There is a vertical bar called the crossbar that spans the width of the goal connecting both posts. The crossbar must be made of a solid material so that a soccer ball can bounce off of it. The crossbar is 2.44 m (8 ft) up in the air from the ground. Any ball that is played off the crossbar is still in play as long as it stays within the boundary lines.
The Goal Posts
Two vertical support posts keep the crossbar suspended in the air called goal posts. Together, the crossbar and goalposts form the frame of the goal. According to FIFA, the posts are white and have the same width as the crossbar of 12 cm (5 inches). The distance between both posts is 7.32 m (8 yds). A ball that is kicked or played off the goal posts but remains in bounds is in play, just like the crossbar.
The net of the goal is secured to the crossbar and posts to create the full goal. The net catches any balls that pass the crossbar and posts and makes it easy to determine whether or not the ball has entered the goal. In many professional stadiums, this net will be strung up to form a box. The net mustn’t fall and impede the keeper from doing their job.

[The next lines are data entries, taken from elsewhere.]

//! 配置数据结构定义
//!
//! 定义探测请求的配置结构体和验证逻辑

use serde::{Deserialize, Serialize};
use std::collections::HashMap;

/// 主配置结构，包含所有待执行的探测请求
#[derive(Debug, Clone, Serialize, Deserialize)]
pub struct Config {
    /// 探测请求列表，按声明顺序依次执行
    pub requests: Vec<ProbeSpec>,
}

/// 单个探测请求的声明式定义
///
/// 必须指定 `url` 或 `script` 中的至少一个目标。
/// 验证通过后视为不可变，执行器只读。
#[derive(Debug, Clone, Serialize, Deserialize, PartialEq)]
pub struct ProbeSpec {
    /// 探测目标URL
    pub url: Option<String>,
    /// 脚本目标（暂未实现，执行时总是失败并告警）
    pub script: Option<String>,
    /// HTTP方法
    #[serde(default = "default_method")]
    pub method: String,
    /// 请求头
    #[serde(default)]
    pub headers: HashMap<String, String>,
    /// 请求体（POST/PUT请求必需）
    pub body: Option<String>,
    /// 请求超时时间（秒）
    #[serde(default = "default_timeout")]
    pub timeout_seconds: u64,
    /// 断言列表，全部通过时该次尝试才算成功
    #[serde(default)]
    pub assertions: Vec<Assertion>,
    /// 重试策略
    #[serde(default)]
    pub retry: RetryPolicy,
}

/// 断言类型枚举
///
/// URL探测只识别状态码和响应时间两种断言，
/// 未识别的类型在评估时跳过并告警，不影响探测结果。
#[derive(Debug, Clone, Copy, PartialEq, Eq, Serialize, Deserialize)]
#[serde(rename_all = "SCREAMING_SNAKE_CASE")]
pub enum AssertionKind {
    /// HTTP状态码断言
    StatusCode,
    /// 响应时间断言（秒）
    ResponseTime,
    /// 未识别的断言类型
    #[serde(other)]
    Unknown,
}

impl std::fmt::Display for AssertionKind {
    fn fmt(&self, f: &mut std::fmt::Formatter<'_>) -> std::fmt::Result {
        match self {
            AssertionKind::StatusCode => write!(f, "STATUS_CODE"),
            AssertionKind::ResponseTime => write!(f, "RESPONSE_TIME"),
            AssertionKind::Unknown => write!(f, "UNKNOWN"),
        }
    }
}

/// 断言比较操作符
///
/// 固定集合之外的操作符在评估时产生硬性失败，不会默认通过。
#[derive(Debug, Clone, Copy, PartialEq, Eq, Serialize, Deserialize)]
#[serde(rename_all = "SCREAMING_SNAKE_CASE")]
pub enum AssertionOperator {
    /// 等于
    Equals,
    /// 不等于
    NotEquals,
    /// 大于
    GreaterThan,
    /// 小于
    LessThan,
    /// 不支持的操作符
    #[serde(other)]
    Unsupported,
}

impl std::fmt::Display for AssertionOperator {
    fn fmt(&self, f: &mut std::fmt::Formatter<'_>) -> std::fmt::Result {
        match self {
            AssertionOperator::Equals => write!(f, "EQUALS"),
            AssertionOperator::NotEquals => write!(f, "NOT_EQUALS"),
            AssertionOperator::GreaterThan => write!(f, "GREATER_THAN"),
            AssertionOperator::LessThan => write!(f, "LESS_THAN"),
            AssertionOperator::Unsupported => write!(f, "UNSUPPORTED"),
        }
    }
}

/// 断言期望值
///
/// 数值的带标签变体：状态码为整数，响应时间为浮点秒数。
/// 避免无类型比较带来的歧义语义。
#[derive(Debug, Clone, Copy, PartialEq, Serialize, Deserialize)]
#[serde(untagged)]
pub enum AssertionValue {
    /// 整数值（状态码）
    Integer(i64),
    /// 浮点值（响应时间，秒）
    Float(f64),
}

impl AssertionValue {
    /// 统一为f64进行比较
    pub fn as_f64(&self) -> f64 {
        match self {
            AssertionValue::Integer(v) => *v as f64,
            AssertionValue::Float(v) => *v,
        }
    }

    /// 判断是否为整数值
    pub fn is_integer(&self) -> bool {
        matches!(self, AssertionValue::Integer(_))
    }
}

impl std::fmt::Display for AssertionValue {
    fn fmt(&self, f: &mut std::fmt::Formatter<'_>) -> std::fmt::Result {
        match self {
            AssertionValue::Integer(v) => write!(f, "{}", v),
            AssertionValue::Float(v) => write!(f, "{}", v),
        }
    }
}

/// 单条断言定义，三个字段均为必填
#[derive(Debug, Clone, Copy, PartialEq, Serialize, Deserialize)]
pub struct Assertion {
    /// 断言类型
    #[serde(rename = "type")]
    pub kind: AssertionKind,
    /// 比较操作符
    pub operator: AssertionOperator,
    /// 期望值
    pub value: AssertionValue,
}

/// 重试策略
#[derive(Debug, Clone, Copy, PartialEq, Eq, Serialize, Deserialize)]
pub struct RetryPolicy {
    /// 尝试次数（至少为1）
    #[serde(default = "default_retry_count")]
    pub count: u32,
    /// 重试间隔（秒）
    #[serde(default = "default_retry_interval")]
    pub interval_seconds: u64,
}

impl Default for RetryPolicy {
    fn default() -> Self {
        Self {
            count: default_retry_count(),
            interval_seconds: default_retry_interval(),
        }
    }
}

// 默认值函数
fn default_method() -> String {
    "GET".to_string()
}
fn default_timeout() -> u64 {
    30
}
fn default_retry_count() -> u32 {
    3
}
fn default_retry_interval() -> u64 {
    5
}

/// 配置验证函数
///
/// 在执行任何探测之前对整个配置做快速失败校验。
///
/// # 参数
/// * `config` - 要验证的配置
///
/// # 返回
/// * `Result<(), String>` - 验证结果，错误时返回错误信息
pub fn validate_config(config: &Config) -> Result<(), String> {
    if config.requests.is_empty() {
        return Err("配置中至少需要一个探测请求".to_string());
    }

    for (index, spec) in config.requests.iter().enumerate() {
        validate_probe_spec(spec).map_err(|e| format!("请求 {} 无效: {}", index + 1, e))?;
    }

    Ok(())
}

/// 单个探测请求的验证函数
///
/// # 参数
/// * `spec` - 要验证的探测请求
///
/// # 返回
/// * `Result<(), String>` - 验证结果，错误时返回错误信息
pub fn validate_probe_spec(spec: &ProbeSpec) -> Result<(), String> {
    // 必须指定URL或脚本目标之一
    if spec.url.is_none() && spec.script.is_none() {
        return Err("必须指定 url 或 script 目标之一".to_string());
    }

    // 验证URL格式
    if let Some(ref url) = spec.url {
        if !url.starts_with("http://") && !url.starts_with("https://") {
            return Err(format!("URL格式无效: {}", url));
        }
    }

    // 验证HTTP方法
    let valid_methods = ["GET", "POST", "PUT", "DELETE", "HEAD", "OPTIONS", "PATCH"];
    if !valid_methods.contains(&spec.method.as_str()) {
        return Err(format!(
            "HTTP方法 {} 无效，支持的方法: {:?}",
            spec.method, valid_methods
        ));
    }

    // POST/PUT请求必须携带请求体
    if matches!(spec.method.as_str(), "POST" | "PUT") && spec.body.is_none() {
        return Err(format!("{} 请求必须指定请求体", spec.method));
    }

    // 验证超时时间
    if spec.timeout_seconds == 0 {
        return Err("请求超时时间不能为0".to_string());
    }

    // 验证重试策略
    if spec.retry.count == 0 {
        return Err("重试次数不能为0".to_string());
    }

    // 验证断言：状态码断言的期望值必须是整数
    for assertion in &spec.assertions {
        if assertion.kind == AssertionKind::StatusCode && !assertion.value.is_integer() {
            return Err(format!(
                "状态码断言的期望值必须是整数: {}",
                assertion.value
            ));
        }
    }

    Ok(())
}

The Center Mark or Center Spot
The center mark, also known as the center spot, is a marking made at the exact center point of the pitch. It is used for kickoffs to designate where the ball will be placed at the start of each half and after a goal is scored.
The Center Circle
The center circle is the circle placed in the middle of the pitch, divided by the halfway line with the center mark in the center. The circle has a diameter of ten yards. On a kickoff, all players from the opposite team of the team kicking off must remain outside of the circle until the ball is touched
The Goal Area
The goal area is a smaller box located on both ends of the pitch, inside of the penalty area. It designates where a goalie may kick a soccer ball from back into play when it goes out-of-bounds beyond the endline by the team on offense. The goal box line is 6 yards from the goal and 20 yards wide across it.
The Penalty Area
The penalty area is a large rectangle on both halves of the pitch. The rules of the penalty area allow the goalie to use his hands in this entire part of the field. All penalty kicks also happen in this area. A penalty kick is given to an offensive player who has been fouled by a defensive player in the penalty area. All players except for the defending goalie and the player taking the penalty kick must remain outside of the penalty area until the ball is touched. The penalty area is known as the 18-yard box, while the goal area is sometimes referred to as the 6-yard box or the box for short.
The Penalty Spot
The penalty spot is a small marking inside of the penalty area placed 11 m (12 yards) away from the center of the goal line. If a player is awarded a penalty kick, the ball is placed on that mark for the kick.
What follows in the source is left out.